──────── EXTRACTED INFORMATION

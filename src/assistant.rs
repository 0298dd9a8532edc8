//! Conversational assistant with gated actions.
//!
//! [`Assistant::ask`] appends the user's text to the session conversation and
//! returns the reply. [`Assistant::act_on_reply`] then works through the
//! reply's directives in order:
//!
//! - `EXECUTE`: asks for approval, runs the command with output captured,
//!   feeds the output back and re-queries.
//! - `EDIT-FILE`: asks for approval, then replaces the whole file.
//! - `READ-FILE`: reads without approval, feeds the contents back and
//!   re-queries. Remaining directives of the same reply are then dropped
//!   unless `continue_after_read` is set.
//!
//! Follow-up replies are shown but their directives are not actioned.
//! Ctrl-C raised while a reply is being worked through declines the pending
//! action and drops the directives after it.

use crate::approval::{ApprovalOracle, ApprovalRequest};
use crate::chat_client::ChatClient;
use crate::conversation::{Conversation, Message};
use crate::directives::{parse_directives, Directive};
use crate::executor::Executor;
use anyhow::Result;
use async_trait::async_trait;
use colored::Colorize;
use std::fs;
use std::io::Write;
use std::path::{Path, PathBuf};
use std::sync::Arc;
use tokio::signal::unix::{signal, Signal, SignalKind};
use tracing::{info, warn};

const OPERATING_CONTRACT: &str = "You are an assistant integrated into crust, an interactive Linux shell. \
Questions reach you when the user types the question sigil followed by their text.\n\n\
You are able to run commands. To run one, put it on its own line as:\n\
EXECUTE <command>\n\
The user is asked to approve each command; its combined output is sent back to you in the next message. \
When you receive the output of a command, reason from it instead of asking to run it again. \
Prefer running a command over telling the user to run it. Never pretend to run a command.\n\n\
To change a file, write a line EDIT-FILE <path> followed by the complete new contents of the file. \
The contents end at the next directive line or at the end of your reply. \
Do not describe the change in words; the user approves each overwrite.\n\n\
To view a file, write a line READ-FILE <path>. Its contents are sent back to you in the next message. \
Request one file per READ-FILE line.\n\n\
Your replies are shown as plain text: do not use markdown or any other formatting. \
This message is not sent by the user.\n\n\
System information, for questions about this machine:\n";

/// What happened while working through one reply's directives.
#[derive(Debug, Default, Clone, PartialEq, Eq)]
pub struct ActionReport {
    pub executed: usize,
    pub written: usize,
    pub read: usize,
    pub declined: usize,
    pub failed: usize,
    /// Directives dropped because a READ-FILE or Ctrl-C ended the scan.
    pub skipped: usize,
}

/// Reports Ctrl-C raised while one reply's directives are actioned.
#[async_trait]
pub trait InterruptSource: Send {
    /// Forgets earlier interrupts; called before each reply.
    fn arm(&mut self);

    /// Whether Ctrl-C arrived since [`arm`](Self::arm). Stays true once seen.
    async fn raised(&mut self) -> bool;
}

/// Watches SIGINT with a listener created per reply.
#[derive(Default)]
pub struct SignalInterrupts {
    listener: Option<Signal>,
    seen: bool,
}

#[async_trait]
impl InterruptSource for SignalInterrupts {
    fn arm(&mut self) {
        self.seen = false;
        self.listener = match signal(SignalKind::interrupt()) {
            Ok(listener) => Some(listener),
            Err(e) => {
                warn!("Cannot watch for Ctrl-C: {}", e);
                None
            }
        };
    }

    async fn raised(&mut self) -> bool {
        if self.seen {
            return true;
        }
        let Some(listener) = self.listener.as_mut() else {
            return false;
        };
        // Captured commands block the runtime; let the signal driver catch up.
        tokio::task::yield_now().await;
        self.seen = tokio::select! {
            biased;
            _ = listener.recv() => true,
            _ = std::future::ready(()) => false,
        };
        self.seen
    }
}

/// Owns the remote chat client and the approval gate for one shell.
pub struct Assistant {
    client: Arc<dyn ChatClient>,
    oracle: Box<dyn ApprovalOracle>,
    executor: Executor,
    continue_after_read: bool,
    interrupts: Box<dyn InterruptSource>,
}

impl Assistant {
    pub fn new(
        client: Arc<dyn ChatClient>,
        oracle: Box<dyn ApprovalOracle>,
        executor: Executor,
        continue_after_read: bool,
    ) -> Self {
        Self {
            client,
            oracle,
            executor,
            continue_after_read,
            interrupts: Box::new(SignalInterrupts::default()),
        }
    }

    /// System message opening every conversation.
    pub fn system_prompt(&self, cwd: &Path) -> String {
        format!("{}{}", OPERATING_CONTRACT, self.system_info(cwd))
    }

    fn system_info(&self, cwd: &Path) -> String {
        let runner = self.executor.runner();
        let probe: &[&str] = if runner.program_exists("neofetch") {
            &["neofetch", "--stdout"]
        } else {
            &["uname", "-a"]
        };
        match self.executor.capture(probe[0], &probe[1..], cwd) {
            Ok(info) => info,
            Err(e) => {
                warn!("Could not collect system information: {}", e);
                "unavailable".to_string()
            }
        }
    }

    /// Sends `text` as the next user turn and returns the reply.
    ///
    /// The conversation is seeded with the system message on first use. Both
    /// the question and the reply are appended to it.
    pub async fn ask(&self, conversation: &mut Conversation, text: &str, cwd: &Path) -> Result<String> {
        if conversation.needs_seed() {
            info!("Starting a new conversation");
            conversation.push_system(self.system_prompt(cwd));
        }

        conversation.push_user(text);
        self.requery(conversation).await
    }

    /// Sends the conversation as it stands and appends the reply.
    async fn requery(&self, conversation: &mut Conversation) -> Result<String> {
        let reply = self.client.chat(conversation.messages()).await?;
        conversation.push_assistant(reply.clone());
        Ok(reply)
    }

    /// Single question in a throwaway conversation.
    pub async fn one_shot(&self, system: &str, text: &str) -> Result<String> {
        let messages = [Message::system(system), Message::user(text)];
        self.client.chat(&messages).await
    }

    /// Asks `text`, prints the reply, and actions its directives.
    pub async fn handle_question<W: Write>(
        &mut self,
        conversation: &mut Conversation,
        text: &str,
        cwd: &Path,
        out: &mut W,
    ) -> Result<ActionReport> {
        writeln!(out, "{}", "Processing prompt...".blue())?;
        let reply = self.ask(conversation, text, cwd).await?;
        writeln!(out, "{}\n{}", "AI Response:".bold().cyan(), reply)?;
        self.act_on_reply(conversation, &reply, cwd, out).await
    }

    /// Actions the directives in `reply`, in order.
    pub async fn act_on_reply<W: Write>(
        &mut self,
        conversation: &mut Conversation,
        reply: &str,
        cwd: &Path,
        out: &mut W,
    ) -> Result<ActionReport> {
        let directives = parse_directives(reply);
        let mut report = ActionReport::default();
        if directives.is_empty() {
            return Ok(report);
        }

        writeln!(out, "{}", "Scanning for commands, file edits, and reads...".green())?;
        let total = directives.len();
        self.interrupts.arm();

        for (index, directive) in directives.into_iter().enumerate() {
            if self.interrupts.raised().await {
                report.skipped = total - index;
                info!("Interrupted, {} directives skipped", report.skipped);
                writeln!(out, "{}", "Interrupted, remaining actions skipped.".yellow())?;
                break;
            }
            match directive {
                Directive::Execute { command } => {
                    self.execute(conversation, &command, cwd, out, &mut report).await?;
                }
                Directive::EditFile { path, content } => {
                    self.edit_file(&path, &content, cwd, out, &mut report).await?;
                }
                Directive::ReadFile { path } => {
                    let actioned = self.read_file(conversation, &path, cwd, out, &mut report).await?;
                    if actioned && !self.continue_after_read {
                        report.skipped = total - index - 1;
                        if report.skipped > 0 {
                            info!("READ-FILE ends the scan, {} directives skipped", report.skipped);
                        }
                        break;
                    }
                }
            }
        }

        Ok(report)
    }

    /// Asks the oracle; Ctrl-C raised while it waited counts as a no.
    async fn approved(&mut self, request: &ApprovalRequest<'_>) -> bool {
        self.oracle.approve(request) && !self.interrupts.raised().await
    }

    async fn execute<W: Write>(
        &mut self,
        conversation: &mut Conversation,
        command: &str,
        cwd: &Path,
        out: &mut W,
        report: &mut ActionReport,
    ) -> Result<()> {
        if command.is_empty() {
            writeln!(out, "{}", "Ignoring an EXECUTE line with no command.".red())?;
            report.failed += 1;
            return Ok(());
        }

        writeln!(out, "{}", "Found an execution of a command in the response".magenta())?;
        if !self.approved(&ApprovalRequest::Execute { command }).await {
            writeln!(out, "Skipped: {}", command)?;
            report.declined += 1;
            return Ok(());
        }

        let captured = self.executor.capture_shell(command, cwd);
        writeln!(out, "{}\n{}", "Command output:".green(), captured.text)?;
        if !captured.success {
            warn!("Captured command {:?} failed", command);
            writeln!(out, "{}", "The command did not succeed.".red())?;
        }
        report.executed += 1;

        conversation.push_user(format!(
            "The command `{}` has already been executed. Here's the result:\n{}",
            command, captured.text
        ));
        writeln!(out, "{}", "Sending command output back to AI...".yellow())?;
        let follow_up = self.requery(conversation).await?;
        writeln!(out, "{}\n{}", "New AI Response:".bold().cyan(), follow_up)?;
        Ok(())
    }

    async fn edit_file<W: Write>(
        &mut self,
        path: &str,
        content: &str,
        cwd: &Path,
        out: &mut W,
        report: &mut ActionReport,
    ) -> Result<()> {
        let Some(target) = resolve(path, cwd) else {
            writeln!(out, "{}", "Ignoring an EDIT-FILE line with no path.".red())?;
            report.failed += 1;
            return Ok(());
        };

        writeln!(out, "{} {}", "Found a file edit request for:".magenta(), target.display())?;
        if !self.approved(&ApprovalRequest::OverwriteFile { path: &target }).await {
            writeln!(out, "Left unchanged: {}", target.display())?;
            report.declined += 1;
            return Ok(());
        }

        match fs::write(&target, content) {
            Ok(()) => {
                info!("Wrote {} bytes to {:?}", content.len(), target);
                writeln!(out, "{}", format!("File {} written.", target.display()).green())?;
                report.written += 1;
            }
            Err(e) => {
                warn!("Could not write {:?}: {}", target, e);
                writeln!(out, "{}", format!("Could not write file {}: {}", target.display(), e).red())?;
                report.failed += 1;
            }
        }
        Ok(())
    }

    /// Returns whether the file was read and sent back.
    async fn read_file<W: Write>(
        &mut self,
        conversation: &mut Conversation,
        path: &str,
        cwd: &Path,
        out: &mut W,
        report: &mut ActionReport,
    ) -> Result<bool> {
        let Some(target) = resolve(path, cwd) else {
            writeln!(out, "{}", "Ignoring a READ-FILE line with no path.".red())?;
            report.failed += 1;
            return Ok(false);
        };

        writeln!(out, "{} {}", "AI requested to read file:".bold().cyan(), target.display())?;
        let contents = match fs::read_to_string(&target) {
            Ok(contents) => contents,
            Err(e) => {
                warn!("Could not read {:?}: {}", target, e);
                writeln!(out, "{}", format!("Could not read file {}: {}", target.display(), e).red())?;
                report.failed += 1;
                return Ok(false);
            }
        };

        report.read += 1;
        conversation.push_user(format!("Contents of `{}`:\n{}", path, contents));
        writeln!(out, "{}", "Re-querying AI with file contents...".yellow())?;
        let follow_up = self.requery(conversation).await?;
        writeln!(out, "{}\n{}", "New AI Response:".bold().cyan(), follow_up)?;
        Ok(true)
    }
}

/// Resolves a directive path against the session directory.
fn resolve(path: &str, cwd: &Path) -> Option<PathBuf> {
    let path = path.trim();
    if path.is_empty() {
        return None;
    }
    let expanded = match path.strip_prefix("~/") {
        Some(rest) => dirs::home_dir().map(|home| home.join(rest)),
        None => None,
    };
    Some(expanded.unwrap_or_else(|| cwd.join(path)))
}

────────────────

TASK TO CARRY OUT | Which lines above run from the one containing "appends the reply." to the one containing "a throwaway conversation."? Give them again exactly, both ends included.

EXERCISE OUTPUT |
    /// Sends the conversation as it stands and appends the reply.
    async fn requery(&self, conversation: &mut Conversation) -> Result<String> {
        let reply = self.client.chat(conversation.messages()).await?;
        conversation.push_assistant(reply.clone());
        Ok(reply)
    }

    /// Single question in a throwaway conversation.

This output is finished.